As much as we respect Sen. Sanders for starting this Revolution, the formation and organization of Our Revolution has proven to be unnecessarily messy and ineffective in doing what we believed the organization would do: support down-ticket Progressive candidates.

Tim Canova and Alan Grayson both lost uphill battle races. Their chances were not helped by not receiving any real, grassroots campaign support from Our Revolution.  According to several analyses of the organization, the 501(c)(4) status as a social welfare group that is prohibited from participating in political activities is what has hamstrung Our Revolution from providing that much-needed campaign support. It is puzzling why the organization was set up in this manner, considering the timing of its introduction as it coincided with Canova’s and Grayson’s pivotal Congressional and Senate campaigns in Florida.

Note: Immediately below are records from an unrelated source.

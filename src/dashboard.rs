//! One render-cycle pass over the pipeline.
//!
//! A [`DashboardFrame`] is everything the presentation layer needs for one
//! interaction: the option lists for each filter widget, the filtered subset for
//! the detail table, the metric row and statistics panel, and all five chart
//! payloads. Every part is derived from the same filtered subset in a single
//! synchronous pass, so the views cannot drift apart.

use serde::Serialize;

use crate::aggregate::{summary, Summary};
use crate::cascade::{self, FilterOptions};
use crate::selection::Selection;
use crate::types::{Dimension, VacancyTable};
use crate::views::{
    bar_chart, heatmap, pie, stacked, treemap, BarChart, Heatmap, PieChart, StackedComposition,
    Treemap,
};

/// The complete payload for one render cycle.
#[derive(Debug, Clone, PartialEq, Serialize)]
pub struct DashboardFrame {
    /// Choice lists for the four filter widgets.
    pub options: FilterOptions,
    /// The filtered subset, for the detail table and the CSV download.
    pub filtered: VacancyTable,
    /// Metric row + statistics panel numbers.
    pub summary: Summary,
    /// Bar chart for the caller-chosen dimension.
    pub bar: BarChart,
    /// Region × role heatmap.
    pub heatmap: Heatmap,
    /// Pie over regions.
    pub pie_regions: PieChart,
    /// Pie over roles.
    pub pie_roles: PieChart,
    /// Stacked composition of the top municipalities.
    pub stacked: StackedComposition,
    /// Region → municipality treemap.
    pub treemap: Treemap,
}

impl DashboardFrame {
    /// Run one full pass: cascade options, filter, aggregate, and shape every
    /// view. `bar_dimension` is the grouping the bar-chart radio has selected.
    pub fn render(table: &VacancyTable, selection: &Selection, bar_dimension: Dimension) -> Self {
        let options = FilterOptions::compute(table, selection);
        let filtered = cascade::apply(table, selection);

        Self {
            options,
            summary: summary(&filtered),
            bar: bar_chart(&filtered, bar_dimension),
            heatmap: heatmap(&filtered),
            pie_regions: pie(&filtered, Dimension::HealthRegion),
            pie_roles: pie(&filtered, Dimension::Role),
            stacked: stacked(&filtered),
            treemap: treemap(&filtered),
            filtered,
        }
    }
}
//! Dataset source arbitration: imported file or synthetic fallback.
//!
//! The boundary where input-facing errors stop. Parse and validation failures
//! are reported (observer + `log`) and answered with the cached synthetic
//! table, so the dashboard always has data to render.

use std::path::Path;

use serde::Serialize;

use crate::error::{LoadError, LoadResult};
use crate::ingestion::{
    load_table_from_bytes, load_table_from_path, severity_for_error, LoadContext, LoadOptions,
    TableFormat,
};
use crate::synthetic::synthetic_table;
use crate::types::VacancyTable;
use crate::validate::to_vacancy_table;

/// Where the active dataset came from; the presentation layer captions the
/// dashboard with it.
#[derive(Debug, Clone, Copy, PartialEq, Eq, Serialize)]
pub enum DataOrigin {
    /// The built-in prototype dataset.
    Synthetic,
    /// A user-supplied file that passed validation.
    Imported,
}

/// Import a file and validate it into a [`VacancyTable`]. No fallback; the
/// error carries the user-facing reason.
pub fn import_from_path(path: impl AsRef<Path>, options: &LoadOptions) -> LoadResult<VacancyTable> {
    let raw = load_table_from_path(path, options)?;
    Ok(to_vacancy_table(&raw)?)
}

/// Import an uploaded buffer and validate it into a [`VacancyTable`].
pub fn import_from_bytes(
    bytes: &[u8],
    format: TableFormat,
    options: &LoadOptions,
) -> LoadResult<VacancyTable> {
    let raw = load_table_from_bytes(bytes, format, options)?;
    Ok(to_vacancy_table(&raw)?)
}

/// Load a file, falling back to the synthetic dataset on any error.
///
/// The returned origin tells the caller which one it got.
pub fn load_or_fallback(path: impl AsRef<Path>, options: &LoadOptions) -> (VacancyTable, DataOrigin) {
    let path = path.as_ref();
    match import_from_path(path, options) {
        Ok(table) => {
            log::info!("using imported dataset from {} ({} rows)", path.display(), table.len());
            (table, DataOrigin::Imported)
        }
        Err(error) => fall_back(path.display().to_string(), TableFormat::from_path(path), options, error),
    }
}

/// Upload-buffer variant of [`load_or_fallback`].
pub fn load_or_fallback_from_bytes(
    bytes: &[u8],
    format: TableFormat,
    options: &LoadOptions,
) -> (VacancyTable, DataOrigin) {
    match import_from_bytes(bytes, format, options) {
        Ok(table) => {
            log::info!("using uploaded dataset ({} rows)", table.len());
            (table, DataOrigin::Imported)
        }
        Err(error) => fall_back("<upload>".to_string(), Some(format), options, error),
    }
}

fn fall_back(
    source: String,
    format: Option<TableFormat>,
    options: &LoadOptions,
    error: LoadError,
) -> (VacancyTable, DataOrigin) {
    log::warn!("dataset rejected ({source}): {error}; using the synthetic dataset");
    if let (Some(observer), Some(format)) = (options.observer.as_ref(), format) {
        let ctx = LoadContext { source, format };
        // Parse errors were already reported by the loader; validation errors
        // surface here, then the fallback notice either way.
        if matches!(error, LoadError::Validation(_)) {
            observer.on_rejected(&ctx, severity_for_error(&error), &error);
        }
        observer.on_fallback(&ctx, &error);
    }
    (synthetic_table().clone(), DataOrigin::Synthetic)
}
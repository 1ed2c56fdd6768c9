//! Synthetic dataset provider.
//!
//! Builds the prototype dataset for the state health network: 15 municipalities
//! across the 8 official health regions (PDR 2014), their 17 state hospitals, and
//! the role list from Lei 2.670/2012. Vacancy counts are *derived*, not drawn: each
//! (hospital, role) pair hashes to a count inside the range its role class allows,
//! so the table is identical on every call within a session without any seed
//! plumbing. The built table is cached process-wide; see [`synthetic_table`].

use std::collections::hash_map::DefaultHasher;
use std::hash::{Hash, Hasher};
use std::sync::OnceLock;

use crate::types::{VacancyRecord, VacancyTable};

/// Municipality → health region, in generation order.
const MUNICIPALITY_REGION: [(&str, &str); 15] = [
    ("Palmas", "Capim Dourado"),
    ("Araguaína", "Médio Norte Araguaia"),
    ("Gurupi", "Ilha do Bananal"),
    ("Porto Nacional", "Amor Perfeito"),
    ("Paraíso do Tocantins", "Cantão"),
    ("Arraias", "Sudeste"),
    ("Pedro Afonso", "Cerrado Tocantins Araguaia"),
    ("Guaraí", "Médio Norte Araguaia"),
    ("Dianópolis", "Sudeste"),
    ("Alvorada", "Ilha do Bananal"),
    ("Miracema do Tocantins", "Capim Dourado"),
    ("Xambioá", "Médio Norte Araguaia"),
    ("Arapoema", "Cerrado Tocantins Araguaia"),
    ("Araguaçu", "Ilha do Bananal"),
    ("Augustinópolis", "Bico do Papagaio"),
];

/// State hospital units (17), keyed by municipality.
const HOSPITALS: [(&str, &str); 17] = [
    ("Palmas", "Hospital Geral de Palmas (HGP) - com ala pediátrica"),
    ("Palmas", "Hospital e Maternidade Dona Regina"),
    ("Araguaína", "Hospital Regional de Araguaína"),
    ("Araguaína", "Hospital Materno Infantil Tia Dedé"),
    ("Gurupi", "Hospital Regional de Gurupi"),
    ("Porto Nacional", "Hospital Regional de Porto Nacional"),
    ("Paraíso do Tocantins", "Hospital Regional de Paraíso do Tocantins"),
    ("Arraias", "Hospital Regional de Arraias"),
    ("Pedro Afonso", "Hospital Regional de Pedro Afonso"),
    ("Guaraí", "Hospital Regional de Guaraí"),
    ("Dianópolis", "Hospital Regional de Dianópolis"),
    ("Alvorada", "Hospital Regional de Alvorada"),
    ("Miracema do Tocantins", "Hospital Regional de Miracema"),
    ("Xambioá", "Hospital Regional de Xambioá"),
    ("Arapoema", "Hospital e Maternidade Irmã Rita"),
    ("Araguaçu", "Hospital Regional de Araguaçu"),
    ("Augustinópolis", "Hospital Regional de Augustinópolis"),
];

/// Roles from Lei 2.670/2012.
const ROLES: [&str; 33] = [
    "Analista em Controle de Zoonoses",
    "Assistente Social",
    "Biólogo em Saúde",
    "Biomédico",
    "Enfermeiro",
    "Farmacêutico",
    "Farmacêutico-Bioquímico",
    "Fonoaudiólogo",
    "Nutricionista",
    "Psicólogo",
    "Tecnólogo",
    "Cirurgião-Dentista",
    "Médico",
    "Fisioterapeuta",
    "Terapeuta Ocupacional",
    "Administrador Hospitalar",
    "Auditor em Saúde",
    "Engenheiro Clínico",
    "Executivo em Saúde",
    "Inspetor em Vigilância Sanitária",
    "Pesquisador Docente em Saúde Pública",
    "Gestor em Saúde",
    "Físico",
    "Instrumentador Cirúrgico",
    "Técnico em Imobilização Ortopédica",
    "Técnico de Saúde Bucal",
    "Técnico em Enfermagem",
    "Técnico em Laboratório",
    "Técnico em Radiologia",
    "Assistente de Serviços de Saúde",
    "Auxiliar de Serviços de Saúde",
    "Auxiliar de Enfermagem",
    "Auxiliar de Laboratório",
];

const HIGH_DEMAND: [&str; 3] = ["Médico", "Enfermeiro", "Técnico em Enfermagem"];
const AUXILIARY: [&str; 2] = ["Auxiliar de Enfermagem", "Auxiliar de Laboratório"];
const MANAGEMENT: [&str; 3] = [
    "Gestor em Saúde",
    "Executivo em Saúde",
    "Pesquisador Docente em Saúde Pública",
];

fn vacancy_cap(municipality: &str) -> u32 {
    match municipality {
        "Palmas" | "Araguaína" | "Gurupi" => 25,
        "Porto Nacional" | "Paraíso do Tocantins" | "Augustinópolis" => 15,
        _ => 10,
    }
}

fn region_of(municipality: &str) -> &'static str {
    MUNICIPALITY_REGION
        .iter()
        .find(|(m, _)| *m == municipality)
        .map(|(_, r)| *r)
        .unwrap_or_else(|| unreachable!("fixture municipality '{municipality}' has no region"))
}

/// Deterministic stand-in for a random draw: hash (hospital, role) into
/// `lo..=hi`. Same inputs, same count, on every call.
fn derived_count(hospital: &str, role: &str, lo: u32, hi: u32) -> u32 {
    let mut hasher = DefaultHasher::new();
    hospital.hash(&mut hasher);
    role.hash(&mut hasher);
    let span = u64::from(hi - lo + 1);
    lo + (hasher.finish() % span) as u32
}

fn count_for(hospital: &str, role: &str, cap: u32) -> u32 {
    if HIGH_DEMAND.contains(&role) {
        derived_count(hospital, role, 2, cap)
    } else if AUXILIARY.contains(&role) {
        derived_count(hospital, role, 0, 3)
    } else if MANAGEMENT.contains(&role) {
        derived_count(hospital, role, 0, 2)
    } else {
        derived_count(hospital, role, 0, cap / 2)
    }
}

/// Build the synthetic table from scratch.
///
/// Zero-count (hospital, role) pairs are omitted, as the prototype data was.
/// Prefer [`synthetic_table`], which builds once and reuses the result.
pub fn generate() -> VacancyTable {
    let mut records = Vec::new();
    for (municipality, hospital) in HOSPITALS {
        let region = region_of(municipality);
        let cap = vacancy_cap(municipality);
        for role in ROLES {
            let vacancies = count_for(hospital, role, cap);
            if vacancies > 0 {
                records.push(VacancyRecord::new(
                    municipality,
                    region,
                    hospital,
                    role,
                    vacancies,
                ));
            }
        }
    }
    VacancyTable::new(records)
}

/// The cached synthetic dataset.
///
/// Built on first use and shared for the rest of the process, so filter changes
/// within a session always see the same data.
pub fn synthetic_table() -> &'static VacancyTable {
    static TABLE: OnceLock<VacancyTable> = OnceLock::new();
    TABLE.get_or_init(generate)
}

It is true that there have always been discussions about a separate organization being formed in tandem with Our Revolution but the wisdom of the strategy of forming the 501(c)(4) first remains to be seen or understood:

But the enthusiastic applause that greeted Sanders in Burlington contrasted sharply with the messy controversies and bad press dogging Our Revolution even before its official launch. On the same day that Sanders introduced the group, The New York Times reported that Our Revolution had been “met by a staff revolt” in the form of eight staff resignations. The malcontents blasted Sanders’s selection of his campaign manager, Jeff Weaver, to head the new organization, and complained that Our Revolution’s structure as a nonprofit 501(c)(4) social welfare group creates organizational and ethics problems.

“We’re organizers who believed in Bernie’s call for a political revolution, so we weren’t interested in working for an organization that’s going to raise money from billionaires to spend it all on TV,” former digital organizing director Claire Sandberg told NBC News.

Even more troubling to some progressives was the suggestion by some campaign-finance watchdogs that as a sitting federal lawmaker, Sanders might have violated election laws by setting up a nonprofit organization. Campaign-finance laws subject any entity “directly or indirectly established, financed, maintained or controlled by” a federal official or candidate to strict limits on the size and source of contributions. But tax-exempt organizations operate outside those campaign finance and disclosure rules.

We are hoping this confusion gets alleviated eventually. Perhaps a part of that correction needs to come in the form of Jeff Weaver no longer being involved in the organization since it was his participation that sparked the exodus of several Sanders campaign volunteers from Our Revolution weeks ago.  Time will tell, and we shall see, but in the meantime, we at Real Progressives will continue to do the work by promoting transparency and educating the public by improving access to information the mainstream media fails to cover.